Exercise objective: For each line below that includes the word "impl", make a copy.

Supplied information:
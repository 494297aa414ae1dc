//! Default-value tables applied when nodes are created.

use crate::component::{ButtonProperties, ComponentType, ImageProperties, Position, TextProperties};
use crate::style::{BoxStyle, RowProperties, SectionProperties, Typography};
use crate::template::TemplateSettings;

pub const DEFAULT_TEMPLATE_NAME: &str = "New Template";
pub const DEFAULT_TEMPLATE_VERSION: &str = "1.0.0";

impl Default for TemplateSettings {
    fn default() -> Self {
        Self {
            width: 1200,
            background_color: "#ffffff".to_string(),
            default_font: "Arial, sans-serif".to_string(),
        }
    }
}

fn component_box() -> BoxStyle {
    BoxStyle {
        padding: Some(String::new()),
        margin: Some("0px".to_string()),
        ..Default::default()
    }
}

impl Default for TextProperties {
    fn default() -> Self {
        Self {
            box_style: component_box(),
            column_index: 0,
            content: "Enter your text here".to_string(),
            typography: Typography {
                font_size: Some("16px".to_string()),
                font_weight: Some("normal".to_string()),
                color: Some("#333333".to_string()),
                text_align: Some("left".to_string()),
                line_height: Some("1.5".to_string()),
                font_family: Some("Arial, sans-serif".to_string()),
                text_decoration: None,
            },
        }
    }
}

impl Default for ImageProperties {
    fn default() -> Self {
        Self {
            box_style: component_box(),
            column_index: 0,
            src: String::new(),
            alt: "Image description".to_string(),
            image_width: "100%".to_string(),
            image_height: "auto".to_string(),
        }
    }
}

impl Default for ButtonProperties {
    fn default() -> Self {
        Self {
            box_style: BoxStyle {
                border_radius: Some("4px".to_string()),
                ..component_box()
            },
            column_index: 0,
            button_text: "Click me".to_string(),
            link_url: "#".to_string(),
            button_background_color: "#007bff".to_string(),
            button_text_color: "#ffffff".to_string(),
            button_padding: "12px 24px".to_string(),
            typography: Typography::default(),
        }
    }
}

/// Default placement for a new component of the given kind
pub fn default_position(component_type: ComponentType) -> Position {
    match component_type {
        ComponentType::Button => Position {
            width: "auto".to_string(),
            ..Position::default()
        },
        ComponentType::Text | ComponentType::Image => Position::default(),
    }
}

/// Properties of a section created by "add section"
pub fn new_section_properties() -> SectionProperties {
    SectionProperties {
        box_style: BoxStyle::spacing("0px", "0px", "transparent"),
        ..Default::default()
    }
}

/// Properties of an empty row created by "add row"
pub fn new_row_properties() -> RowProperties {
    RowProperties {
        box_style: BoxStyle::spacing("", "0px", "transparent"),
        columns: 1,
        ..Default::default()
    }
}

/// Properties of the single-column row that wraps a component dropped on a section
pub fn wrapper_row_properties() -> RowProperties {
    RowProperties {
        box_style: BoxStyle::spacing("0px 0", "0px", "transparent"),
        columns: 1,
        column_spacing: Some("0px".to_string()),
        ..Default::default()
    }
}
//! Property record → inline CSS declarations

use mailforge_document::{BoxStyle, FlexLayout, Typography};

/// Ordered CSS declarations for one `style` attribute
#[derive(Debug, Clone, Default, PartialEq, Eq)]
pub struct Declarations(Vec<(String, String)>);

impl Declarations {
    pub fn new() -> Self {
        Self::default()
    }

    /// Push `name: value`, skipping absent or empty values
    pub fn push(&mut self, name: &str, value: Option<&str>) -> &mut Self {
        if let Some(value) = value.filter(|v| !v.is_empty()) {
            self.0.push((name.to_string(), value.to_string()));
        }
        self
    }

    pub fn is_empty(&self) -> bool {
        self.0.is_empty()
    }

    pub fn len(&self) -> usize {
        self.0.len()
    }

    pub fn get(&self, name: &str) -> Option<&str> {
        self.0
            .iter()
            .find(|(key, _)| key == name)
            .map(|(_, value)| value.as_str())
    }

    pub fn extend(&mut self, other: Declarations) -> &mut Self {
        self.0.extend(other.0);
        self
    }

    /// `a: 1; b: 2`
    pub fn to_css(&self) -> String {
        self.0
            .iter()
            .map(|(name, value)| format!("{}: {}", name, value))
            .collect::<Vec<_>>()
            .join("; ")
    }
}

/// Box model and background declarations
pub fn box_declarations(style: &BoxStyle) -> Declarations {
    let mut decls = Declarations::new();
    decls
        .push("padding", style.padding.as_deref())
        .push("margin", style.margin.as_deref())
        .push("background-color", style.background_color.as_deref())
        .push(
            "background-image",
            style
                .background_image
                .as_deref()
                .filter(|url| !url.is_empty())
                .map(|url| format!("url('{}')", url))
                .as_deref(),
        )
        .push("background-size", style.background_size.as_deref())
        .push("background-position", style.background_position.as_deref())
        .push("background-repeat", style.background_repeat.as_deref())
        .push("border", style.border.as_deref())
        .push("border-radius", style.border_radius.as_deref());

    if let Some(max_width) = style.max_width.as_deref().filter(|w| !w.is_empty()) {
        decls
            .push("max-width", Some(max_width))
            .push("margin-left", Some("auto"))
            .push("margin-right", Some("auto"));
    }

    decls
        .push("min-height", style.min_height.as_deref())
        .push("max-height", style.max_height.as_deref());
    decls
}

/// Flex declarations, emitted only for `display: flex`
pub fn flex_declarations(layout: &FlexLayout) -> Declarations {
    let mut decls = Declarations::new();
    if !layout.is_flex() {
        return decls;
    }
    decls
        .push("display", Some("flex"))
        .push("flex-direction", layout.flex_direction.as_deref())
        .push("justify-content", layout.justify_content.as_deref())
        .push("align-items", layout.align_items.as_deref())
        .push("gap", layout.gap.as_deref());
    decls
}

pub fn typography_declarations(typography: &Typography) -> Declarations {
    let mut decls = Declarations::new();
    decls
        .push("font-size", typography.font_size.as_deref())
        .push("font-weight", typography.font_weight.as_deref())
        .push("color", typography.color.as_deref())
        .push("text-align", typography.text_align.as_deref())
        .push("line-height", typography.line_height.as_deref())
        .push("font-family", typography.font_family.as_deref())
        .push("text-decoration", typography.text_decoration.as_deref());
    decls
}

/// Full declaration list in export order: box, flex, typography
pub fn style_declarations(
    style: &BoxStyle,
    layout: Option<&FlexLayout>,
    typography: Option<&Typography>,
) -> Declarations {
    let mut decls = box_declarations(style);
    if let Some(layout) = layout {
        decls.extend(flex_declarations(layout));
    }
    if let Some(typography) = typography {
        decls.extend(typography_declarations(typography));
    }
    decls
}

Answer to the exercise:
impl Default for TemplateSettings {
impl Default for TextProperties {
impl Default for ImageProperties {
impl Default for ButtonProperties {
impl Declarations {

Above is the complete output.